Pese a la gran relevancia que los gobiernos municipales han conseguido en la esfera político-administrativa del país, muchos de sus procesos y decisiones se realizan todavía con un bajo grado de institucionalización, entendida ésta como la existencia de reglas y procesos, sobre todo de tipo formal, que estructuran y dan estabilidad al quehacer cotidiano de los gobiernos a lo largo del tiempo y que contribuyen a dar imparcialidad a la aplicación de políticas públicas.10 Hay dos factores que explican esta debilidad. En primer lugar, la gran mayoría de las constituciones estatales establece una duración de tres años para el periodo gubernamental de los ayuntamientos, lo cual parece ser insuficiente para establecer con éxito un programa mínimamente sólido de política pública. En segundo lugar, la prohibición constitucional de la reelección consecutiva de los presidentes municipales ha ocasionado que estos actores tengan pocos incentivos para adoptar decisiones con efectos de largo plazo, pues la presión de la competencia electoral los obliga a priorizar acciones con resultados inmediatos y de mayor visibilidad para los votantes. Esto no ha impedido que muchos gobiernos municipales emprendan innovaciones significativas en diversas áreas de la gestión pública, aunque éstas rara vez trascienden los tres años de una administración municipal, pues su iniciación y puesta en marcha dependen fuertemente del liderazgo del presidente municipal en turno y pierden continuidad en cuanto un nuevo gobierno llega al poder.11

Un primer ejemplo de ineficiencia institucional en los municipios es la poca capacidad reglamentaria de los gobiernos.
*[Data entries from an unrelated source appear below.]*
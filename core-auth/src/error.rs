use thiserror::Error;

use core_api::ApiError;

#[derive(Error, Debug)]
pub enum AuthError {
    /// The device has no connectivity and the credentials match neither the
    /// built-in account nor the stored offline pair.
    #[error("No internet connection. Use the default account or try again later")]
    NoConnectivity,

    /// The monitor reported connectivity but the server never answered
    /// (DNS failure, server down).
    #[error("Could not reach the server. Please try again later")]
    ServerConnectionFailed,

    #[error("A sign-in is already in progress")]
    SignInInProgress,

    #[error("Not authenticated")]
    NotAuthenticated,

    #[error("Secure storage unavailable: {0}")]
    StorageUnavailable(String),

    /// A persisted value failed to deserialize; it has been deleted.
    #[error("Stored {what} is corrupted: {reason}")]
    CredentialsCorrupted { what: &'static str, reason: String },

    #[error(transparent)]
    Api(#[from] ApiError),
}

impl AuthError {
    /// Whether trying again could reasonably succeed (connectivity and
    /// server availability change; rejected credentials do not).
    pub fn is_recoverable(&self) -> bool {
        match self {
            AuthError::NoConnectivity
            | AuthError::ServerConnectionFailed
            | AuthError::SignInInProgress => true,
            AuthError::Api(e) => e.is_retryable(),
            _ => false,
        }
    }
}

pub type Result<T> = std::result::Result<T, AuthError>;

#[cfg(test)]
mod tests {
    use super::*;

    #[test]
    fn test_recoverability() {
        assert!(AuthError::NoConnectivity.is_recoverable());
        assert!(AuthError::ServerConnectionFailed.is_recoverable());
        assert!(AuthError::Api(ApiError::Server { status: 500 }).is_recoverable());
        assert!(!AuthError::Api(ApiError::InvalidCredentials).is_recoverable());
        assert!(!AuthError::NotAuthenticated.is_recoverable());
    }
}
impl AuthManager {
    /// Create a manager from explicitly constructed parts.
    pub fn new(
        api: Arc<ApiClient>,
        cache: Arc<CredentialCache>,
        network: Arc<dyn NetworkMonitor>,
        events: EventBus,
    ) -> Self {
        Self {
            api,
            cache,
            network,
            events,
            state: RwLock::new(AuthState::SignedOut),
            session: RwLock::new(None),
        }
    }

    /// Wire a manager from a validated [`CoreConfig`].
    ///
    /// Builds the credential cache over the config's secure store and an
    /// [`ApiClient`] over its transport, with the cache as token source.
    pub fn from_config(config: &CoreConfig, events: EventBus) -> core_runtime::Result<Self> {
        let cache = Arc::new(CredentialCache::new(config.secure_store.clone()));
        let api = ApiClient::new(
            config.http_client.clone(),
            cache.clone(),
            ApiClientConfig {
                base_url: config.api_base_url.clone(),
                request_timeout: config.request_timeout,
                ..Default::default()
            },
        )
        .map_err(|e| core_runtime::Error::Config(e.to_string()))?;

        Ok(Self::new(
            Arc::new(api),
            cache,
            config.network_monitor.clone(),
            events,
        ))
    }

    /// The shared API client, for calls that bypass the orchestrator
    /// (detection, scan history, catalog).
    pub fn api(&self) -> Arc<ApiClient> {
        self.api.clone()
    }

    /// Current authentication state.
    pub async fn state(&self) -> AuthState {
        *self.state.read().await
    }

    /// The active session, if any.
    pub async fn current_session(&self) -> Option<Session> {
        self.session.read().await.clone()
    }

    /// Sign in with email and password.
    ///
    /// See the module docs for the full decision ladder.
    ///
    /// # Errors
    ///
    /// - [`AuthError::SignInInProgress`] - another sign-in is in flight
    /// - [`AuthError::NoConnectivity`] - offline and not a known pair
    /// - [`AuthError::ServerConnectionFailed`] - connected but the server
    ///   never answered
    /// - [`AuthError::Api`] - the server rejected the credentials
    #[instrument(skip_all)]
    pub async fn login(&self, email: &str, password: &str) -> Result<Session> {
        let prev_state = self.begin_sign_in().await?;

        let result = self.login_ladder(email, password).await;
        self.finish_sign_in(result, prev_state).await
    }

    async fn login_ladder(&self, email: &str, password: &str) -> Result<Session> {
        let connected = self.network.is_connected().await;

        // Built-in demo account: always available, zero network calls.
        if email == DEFAULT_ACCOUNT_EMAIL && password == DEFAULT_ACCOUNT_PASSWORD {
            info!("Signing in with the built-in account");
            return Ok(Session::offline(default_account_profile()));
        }

        // A pair that logged in online before unlocks the cached profile.
        if let Some(credentials) = self.readable_offline_credentials().await {
            if credentials.matches(email, password) {
                if let Some(profile) = self.readable_stored_profile().await {
                    info!(user_id = %profile.id, "Signing in offline with remembered credentials");
                    return Ok(Session::offline(profile));
                }
            }
        }

        if !connected {
            warn!("Login attempted without connectivity");
            return Err(AuthError::NoConnectivity);
        }

        let auth = self.api.login(email, password).await.map_err(|e| match e {
            // The monitor said connected, yet nothing answered.
            ApiError::NetworkUnreachable => AuthError::ServerConnectionFailed,
            other => AuthError::Api(other),
        })?;

        let token = auth.token.clone().ok_or_else(|| {
            AuthError::Api(ApiError::Unknown("login response missing token".to_string()))
        })?;

        // Persist only after the online call succeeded; the offline pair is
        // never written for a failed login.
        self.cache.store_session(&token, &auth.profile).await?;
        self.cache
            .store_offline_credentials(&OfflineCredentials::new(email, password))
            .await?;

        info!(user_id = %auth.profile.id, "Online login succeeded");
        Ok(Session::online(auth.profile, token))
    }

    /// Create an account and sign in.
    ///
    /// No offline path: registration requires connectivity. The offline
    /// credential pair is not written here; only a login refreshes it.
    #[instrument(skip_all)]
    pub async fn register(
        &self,
        name: &str,
        email: &str,
        password: &str,
        role: Option<&str>,
    ) -> Result<Session> {
        let prev_state = self.begin_sign_in().await?;

        let result = self.register_inner(name, email, password, role).await;
        self.finish_sign_in(result, prev_state).await
    }

    async fn register_inner(
        &self,
        name: &str,
        email: &str,
        password: &str,
        role: Option<&str>,
    ) -> Result<Session> {
        if !self.network.is_connected().await {
            return Err(AuthError::NoConnectivity);
        }

        let auth = self.api.register(name, email, password, role).await?;
        let token = auth.token.clone().ok_or_else(|| {
            AuthError::Api(ApiError::Unknown(
                "register response missing token".to_string(),
            ))
        })?;

        self.cache.store_session(&token, &auth.profile).await?;

        info!(user_id = %auth.profile.id, "Registration succeeded");
        Ok(Session::online(auth.profile, token))
    }

    /// Request a password reset email. Requires connectivity.
    ///
    /// Whether the account exists is deliberately not revealed.
    #[instrument(skip_all)]
    pub async fn forgot_password(&self, email: &str) -> Result<()> {
        if !self.network.is_connected().await {
            return Err(AuthError::NoConnectivity);
        }

        self.api.forgot_password(email).await?;
        Ok(())
    }

    /// End the session: clear token and cached profile.
    ///
    /// The offline credential pair is deliberately kept, so the next login
    /// with the remembered pair still works offline.
    #[instrument(skip(self))]
    pub async fn logout(&self) -> Result<()> {
        self.cache.clear_session().await?;

        let user_id = self
            .session
            .write()
            .await
            .take()
            .map(|s| s.profile.id)
            .unwrap_or_default();
        *self.state.write().await = AuthState::SignedOut;

        let _ = self
            .events
            .emit(CoreEvent::Auth(AuthEvent::SignedOut { user_id }));

        info!("Signed out");
        Ok(())
    }

    /// Rehydrate a session from the cache without touching the network.
    ///
    /// Returns `None` when no complete session (token and profile) is
    /// stored.
    #[instrument(skip(self))]
    pub async fn restore(&self) -> Result<Option<Session>> {
        let token = match self.cache.token().await {
            Ok(token) => token,
            Err(e) => {
                warn!(error = %e, "Unreadable stored token, starting signed out");
                None
            }
        };
        let profile = match self.cache.stored_profile().await {
            Ok(profile) => profile,
            Err(e) => {
                warn!(error = %e, "Unreadable stored profile, starting signed out");
                None
            }
        };

        match (token, profile) {
            (Some(token), Some(profile)) => {
                let session = Session::online(profile, token);
                *self.session.write().await = Some(session.clone());
                *self.state.write().await = AuthState::SignedIn;
                info!(user_id = %session.profile.id, "Session restored from cache");
                Ok(Some(session))
            }
            _ => Ok(None),
        }
    }

    /// Record the server-reported remaining scan count after a detection.
    ///
    /// Local-only: mutates the in-memory session and the cached profile,
    /// never the network.
    #[instrument(skip(self))]
    pub async fn update_remaining_scans(&self, remaining: u32) -> Result<UserProfile> {
        let profile = {
            let mut session = self.session.write().await;
            let session = session.as_mut().ok_or(AuthError::NotAuthenticated)?;
            session.profile.remaining_free_scans = remaining;
            session.profile.clone()
        };

        self.cache.store_profile(&profile).await?;

        let _ = self
            .events
            .emit(CoreEvent::Auth(AuthEvent::ScansUpdated { remaining }));
        Ok(profile)
    }

    /// Subscribe to a plan and absorb the server's updated profile.
    /// Requires connectivity.
    #[instrument(skip(self, payment_id))]
    pub async fn subscribe(&self, plan_id: &str, payment_id: &str) -> Result<UserProfile> {
        if !self.network.is_connected().await {
            return Err(AuthError::NoConnectivity);
        }

        let update = self.api.subscribe(plan_id, payment_id).await?;
        self.apply_profile(update.user).await
    }

    /// Cancel the active subscription and absorb the new state. Requires
    /// connectivity.
    #[instrument(skip(self))]
    pub async fn cancel_subscription(&self) -> Result<CancellationSummary> {
        if !self.network.is_connected().await {
            return Err(AuthError::NoConnectivity);
        }

        let summary = self.api.cancel_subscription().await?;

        let updated = {
            let mut session = self.session.write().await;
            session.as_mut().map(|session| {
                session.profile.is_subscribed = summary.is_subscribed;
                session.profile.remaining_free_scans = summary.remaining_free_scans;
                session.profile.clone()
            })
        };
        if let Some(profile) = updated {
            self.cache.store_profile(&profile).await?;
        }

        Ok(summary)
    }

    /// Update name/email/password server-side and absorb the result.
    /// Requires connectivity.
    #[instrument(skip(self, update))]
    pub async fn update_profile(&self, update: &ProfileUpdate) -> Result<UserProfile> {
        if !self.network.is_connected().await {
            return Err(AuthError::NoConnectivity);
        }

        let profile = self.api.update_user_profile(update).await?;
        self.apply_profile(profile).await
    }

    /// Re-fetch the profile from the server and absorb it. Requires
    /// connectivity.
    #[instrument(skip(self))]
    pub async fn refresh_profile(&self) -> Result<UserProfile> {
        if !self.network.is_connected().await {
            return Err(AuthError::NoConnectivity);
        }

        let profile = self.api.user_profile().await?;
        self.apply_profile(profile).await
    }

    // ---- helpers ----------------------------------------------------------

    async fn begin_sign_in(&self) -> Result<AuthState> {
        let mut state = self.state.write().await;
        if state.is_in_progress() {
            warn!("Sign-in already in progress");
            return Err(AuthError::SignInInProgress);
        }
        let prev = *state;
        *state = AuthState::SigningIn;
        drop(state);

        let _ = self.events.emit(CoreEvent::Auth(AuthEvent::SigningIn));
        Ok(prev)
    }

    async fn finish_sign_in(
        &self,
        result: Result<Session>,
        prev_state: AuthState,
    ) -> Result<Session> {
        match result {
            Ok(session) => {
                let new_state = if session.is_offline() {
                    AuthState::SignedInOffline
                } else {
                    AuthState::SignedIn
                };
                *self.state.write().await = new_state;
                *self.session.write().await = Some(session.clone());

                let _ = self.events.emit(CoreEvent::Auth(AuthEvent::SignedIn {
                    user_id: session.profile.id.clone(),
                    offline: session.is_offline(),
                }));
                Ok(session)
            }
            Err(e) => {
                // A failed attempt never disturbs an existing session.
                *self.state.write().await = prev_state;

                let _ = self.events.emit(CoreEvent::Auth(AuthEvent::AuthError {
                    message: e.to_string(),
                    recoverable: e.is_recoverable(),
                }));
                Err(e)
            }
        }
    }

    async fn apply_profile(&self, profile: UserProfile) -> Result<UserProfile> {
        {
            let mut session = self.session.write().await;
            if let Some(session) = session.as_mut() {
                session.profile = profile.clone();
            }
        }
        self.cache.store_profile(&profile).await?;
        Ok(profile)
    }

    async fn readable_offline_credentials(&self) -> Option<OfflineCredentials> {
        match self.cache.offline_credentials().await {
            Ok(credentials) => credentials,
            Err(e) => {
                warn!(error = %e, "Ignoring unreadable offline credentials");
                None
            }
        }
    }

    async fn readable_stored_profile(&self) -> Option<UserProfile> {
        match self.cache.stored_profile().await {
            Ok(profile) => profile,
            Err(e) => {
                warn!(error = %e, "Ignoring unreadable stored profile");
                None
            }
        }
    }
}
La enorme gama de responsabilidades a cargo de los municipios obliga a contar con un sistema administrativo complejo que incluye la reglamentación apropiada de los servicios, el establecimiento de dependencias responsables, los mecanismos de coordinación, los manuales de procedimientos, procesos presupuestarios, etc. Desafortunadamente, hay diferencias abismales entre los municipios del país en este sentido como lo revela el cuadro 1, donde se muestra el porcentaje de municipios que, en 2004, reportaron contar con diversos reglamentos esenciales para normar el funcionamiento tanto de la administración como de los servicios públicos. Los datos son contundentes: con excepción de algunos ordenamientos municipales básicos (por ejemplo, el bando de policía y buen gobierno o el reglamento interior del ayuntamiento), la gran mayoría de los gobiernos locales carecía de instrumentos normativos para regular aspectos tan relevantes como la protección civil, la obra pública municipal o la zonificación y el uso del suelo, situación grave por las repercusiones que esto tiene en la calidad de vida de la gente.

 

Un segundo ejemplo de la debilidad institucional municipal es el relativo al servicio civil de carrera en las administraciones públicas locales. Durante las siete décadas de gobierno unipartidista en México, el establecimiento de un sistema profesional y meritocrático para regular las burocracias públicas fue un asunto postergado, ello generó que la discrecionalidad y el patronazgo político fueran los criterios predominantes en las decisiones de selección y ascenso de los funcionarios gubernamentales. Sin embargo, tal condición comenzó a cambiar en 2003 con la creación de la Ley del Servicio Profesional de Carrera en la Administración Pública Federal, cuyo objetivo es garantizar la igualdad de oportunidades en el acceso a la función pública bajo los principios de legalidad, eficiencia, objetividad, calidad, imparcialidad, equidad y competencia por mérito. Sin embargo, su aplicación se limita a los funcionarios del gobierno federal, pero no a las burocracias municipales, donde el empleo público sigue siendo, predominantemente, una forma de recompensar el activismo político-electoral. Según la encuesta del Instituto Nacional de Administración Pública y la Secretaría de la Función Pública (INAP-SPF, 2008) realizada a los presidentes municipales, en 2008 sólo 28% de los municipios contaba con un sistema de servicio profesional.12 Esta carencia abre un amplio poder discrecional a los alcaldes para nombrar a la mayoría de los funcionarios de la administración pública, aunque sus decisiones no necesariamente garanticen que los funcionarios cuenten con el perfil profesional adecuado para asumir sus responsabilidades; como lo muestra el cuadro 2, muchísimos altos funcionarios municipales que ocupan cargos clave en la administración pública no cuentan, por lo menos, con el grado de licenciatura.

 

Sin embargo, pese a la deficiente capacidad reglamentaria y al bajo nivel promedio de instrucción formal entre los altos funcionarios municipales, hay desigualdades significativas entre los municipios, y su explicación puede darse, por lo menos parcialmente, en función del grado de competitividad de las elecciones municipales, tal y como supondría la teoría electoral de la rendición de cuentas.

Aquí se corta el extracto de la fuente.